Сперва я лежал неподвижно, как парализованный, прижавшись к его груди — уже слегка поросшей светлыми волосками, но все еще с тонкой и бархатной кожей, — подрагивавшей в такт тяжело стучащему моему сердцу. Он пах униформой, дешевым туалетным мылом из душевой — в нашем простом жилище под нее была приспособлена кладовка с газовой колонкой, но без водопровода, и мыться приходилось стоя в цинковом тазике, а воду потом выливать в унитаз, — и морем, куда я однажды уплыву с ним вместе, чтобы никогда не вернуться и служить ему вечно — матросом, юнгой, маленьким караульным, спящим на полу у его койки, его морским рабом. Я хотел что-то сказать ему, но не решался, да и не знал, как и с чего начать, и молчал, как Русалочка из сказки, прочитав которую много лет спустя я буду безутешно рыдать несколько часов подряд. По-моему, мне хотелось целовать его губы и глаза, но и на это я не решался и просто прижимался лицом к его груди или плечам и лежал так долго и неподвижно, до тех пор, пока он, прикрыв серые глаза, молча, не начинал поглаживать меня и раздевать.
Потом, повзрослев, я понял, что страсть, которую он испытывал и утоления которой искал путем сношений со мной, по существу была направлена совсем не на меня, но как мог тогда я, зачарованный лихорадкой повиновения, подозревать такое или осознать? Но созрел я рано, в детстве часто мучился чувственными желаниями, по сути ничего не зная о любви, а то малое, что удалось расшифровать в тайком прочитанном, крайне скудном старом немецком справочнике, дало мне очень ограниченное представление, так как я практически не понимал языка.
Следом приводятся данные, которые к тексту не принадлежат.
use std::sync::atomic::{AtomicBool, Ordering};

use runtarget_core::{Error, ErrorReporter};

/// Writes user-facing resolution failures to stderr.
#[derive(Debug, Default)]
pub struct StderrReporter {
    reported: AtomicBool,
}

impl StderrReporter {
    pub fn new() -> Self {
        Self::default()
    }

    /// Whether anything was shown to the user
    pub fn reported(&self) -> bool {
        self.reported.load(Ordering::SeqCst)
    }
}

impl ErrorReporter for StderrReporter {
    fn no_target_found(&self, message: &str) {
        self.reported.store(true, Ordering::SeqCst);
        eprintln!("❌ {message}");
    }

    fn lookup_failed(&self, error: &Error) {
        self.reported.store(true, Ordering::SeqCst);
        eprintln!("❌ {error}");
        if let Error::LookupFailed {
            cause: Some(cause), ..
        } = error
        {
            eprintln!("   caused by: {cause}");
        }
    }
}
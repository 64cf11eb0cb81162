//! Run manager
//!
//! Owns the configurations created from UI actions. An action reuses a configuration that is
//! already what it would create; a sync invalidates cached contexts, refreshes target kinds and
//! drops configurations whose pending setup ended without a target.

use parking_lot::Mutex;
use serde::Serialize;
use std::sync::Arc;

use crate::configuration::RunConfiguration;
use crate::error::Result;
use crate::lookup::TargetLookup;
use crate::producer::{RunConfigurationProducer, UiContext};

/// What a sync did
#[derive(Debug, Clone, Default, PartialEq, Eq, Serialize)]
pub struct SyncReport {
    pub sync_generation: u64,
    pub refreshed: usize,
    /// Names of the configurations that were removed
    pub removed: Vec<String>,
}

pub struct RunManager {
    producer: Arc<RunConfigurationProducer>,
    lookup: Arc<dyn TargetLookup>,
    configurations: Mutex<Vec<RunConfiguration>>,
}

impl std::fmt::Debug for RunManager {
    fn fmt(&self, f: &mut std::fmt::Formatter<'_>) -> std::fmt::Result {
        f.debug_struct("RunManager")
            .field("producer", &self.producer)
            .field("configurations", &self.configurations.lock().len())
            .finish()
    }
}

impl RunManager {
    pub fn new(producer: Arc<RunConfigurationProducer>, lookup: Arc<dyn TargetLookup>) -> Self {
        Self {
            producer,
            lookup,
            configurations: Mutex::new(Vec::new()),
        }
    }

    pub fn producer(&self) -> &RunConfigurationProducer {
        &self.producer
    }

    pub fn configurations(&self) -> Vec<RunConfiguration> {
        self.configurations.lock().clone()
    }

    pub fn len(&self) -> usize {
        self.configurations.lock().len()
    }

    pub fn is_empty(&self) -> bool {
        self.len() == 0
    }

    /// Adds a configuration created elsewhere, e.g. restored from disk.
    pub fn add(&self, config: RunConfiguration) {
        self.configurations.lock().push(config);
    }

    pub fn remove(&self, config: &RunConfiguration) -> bool {
        let mut configurations = self.configurations.lock();
        let before = configurations.len();
        configurations.retain(|existing| !existing.ptr_eq(config));
        configurations.len() != before
    }

    /// An existing configuration equivalent to what `ui` produces, or a new one.
    ///
    /// A reused configuration whose pending setup was cancelled or failed is set up again from
    /// the fresh context, so the retry doesn't inherit the dead owner. Returns `None` when no
    /// provider has a context for `ui`.
    pub fn find_or_create(&self, ui: &UiContext) -> Result<Option<RunConfiguration>> {
        for config in self.configurations() {
            if !self.producer.is_config_from_context(&config, ui)? {
                continue;
            }
            if config
                .pending_context()
                .is_some_and(|owner| owner.is_failed())
            {
                tracing::debug!("retrying setup of configuration '{}'", config.name());
                self.producer.setup_from_context(&config, ui)?;
            } else {
                tracing::debug!("reusing configuration '{}'", config.name());
            }
            return Ok(Some(config));
        }

        let Some((config, _context)) = self.producer.create_configuration(ui)? else {
            return Ok(None);
        };
        tracing::debug!("created configuration '{}'", config.name());
        self.add(config.clone());
        Ok(Some(config))
    }

    /// Called after every sync of the build graph.
    pub fn on_sync(&self) -> SyncReport {
        let sync_generation = self.producer.cache().bump_generation();
        let configurations = self.configurations();

        for config in &configurations {
            // Completion applies the kind; nothing to wait for here
            let _ = config.update_target_kind(self.lookup.as_ref());
        }

        let failed: Vec<RunConfiguration> = configurations
            .iter()
            .filter(|config| config.pending_setup_failed())
            .cloned()
            .collect();
        let mut removed = Vec::new();
        for config in failed {
            if self.remove(&config) {
                tracing::debug!("removing configuration '{}' without a target", config.name());
                removed.push(config.name());
            }
        }

        SyncReport {
            sync_generation,
            refreshed: configurations.len(),
            removed,
        }
    }
}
Морской брат Фриц пользовался моим мальчишеским телом, которое, в сущности, за мое и не признавал. Он гладил мои мальчишеские соски и мял холмики вокруг них, будто надеясь сотворить женские груди. Еще он гладил мой живот, при этом его рука опускалась все ниже, и он просил, чтобы я спрятал свои мальчишеские тайные части, зажав между ног, после чего он начинал что-то вроде фиктивного розыска в области появившегося бесполого треугольника, который, как я понял гораздо позже, в его воображении представлял девичье лоно; его дыхание учащалось, и, все еще в поисках, он мял там то кончиками или костяшками пальцев, то тыльной стороной ладони. Он никогда не целовал мое лицо, но, шумно сопя, как собака, водил губами по шее, груди, вокруг пупка и по животу. Сначала он молчал, но мало-помалу начинал бормотать какие-то обрывки фраз, которые я со временем, не понимая полностью, выучил наизусть. Это были облеченные в слова неприличные мысли, прилипшие к нему в каждодневном общении с наглыми, грубыми корабельными дружками: крайне вульгарное представление о совокуплении с девушкой. Он говорил как пьяный, едва ворочая языком, и выбранные им слова были без исключения настолько отвратительными, что отвергали любовное таинство, и я никогда и никому не осмелился их повторить.
Еще мне приходилось — заклиная, как во время религиозного обряда — ритуальным эхом повторять за ним эти фразы. Он называл тогда имя одной девушки, которая жила по соседству и с которой я был знаком, потому что в течение года мы учились в одном классе: если мне не изменяет память, она тогда осталась на второй год. Умственно отсталая, она рано созрела физически; и брат Фриц тоже учился когда-то с ней в одном классе, но я всегда испытывал к ней пугливое отвращение, а развитую мужественность Фрица, видимо, подхлестывала и возбуждала ее бесстыдная готовность. После многочисленных жалоб встревоженных родителей школьников, к которым она приставала, ее стали держать в строгости и запрещали покидать родительский дом без уважительных причин и после уроков болтаться с мальчишками в парках или на поросшем подлеском пустыре, который мы называли «джунглями»; к тому же еще до темноты она должна была возвращаться домой, иначе отец — одноглазый и потому прозванный нами «косой обезьяной» — мог изрядно ей всыпать.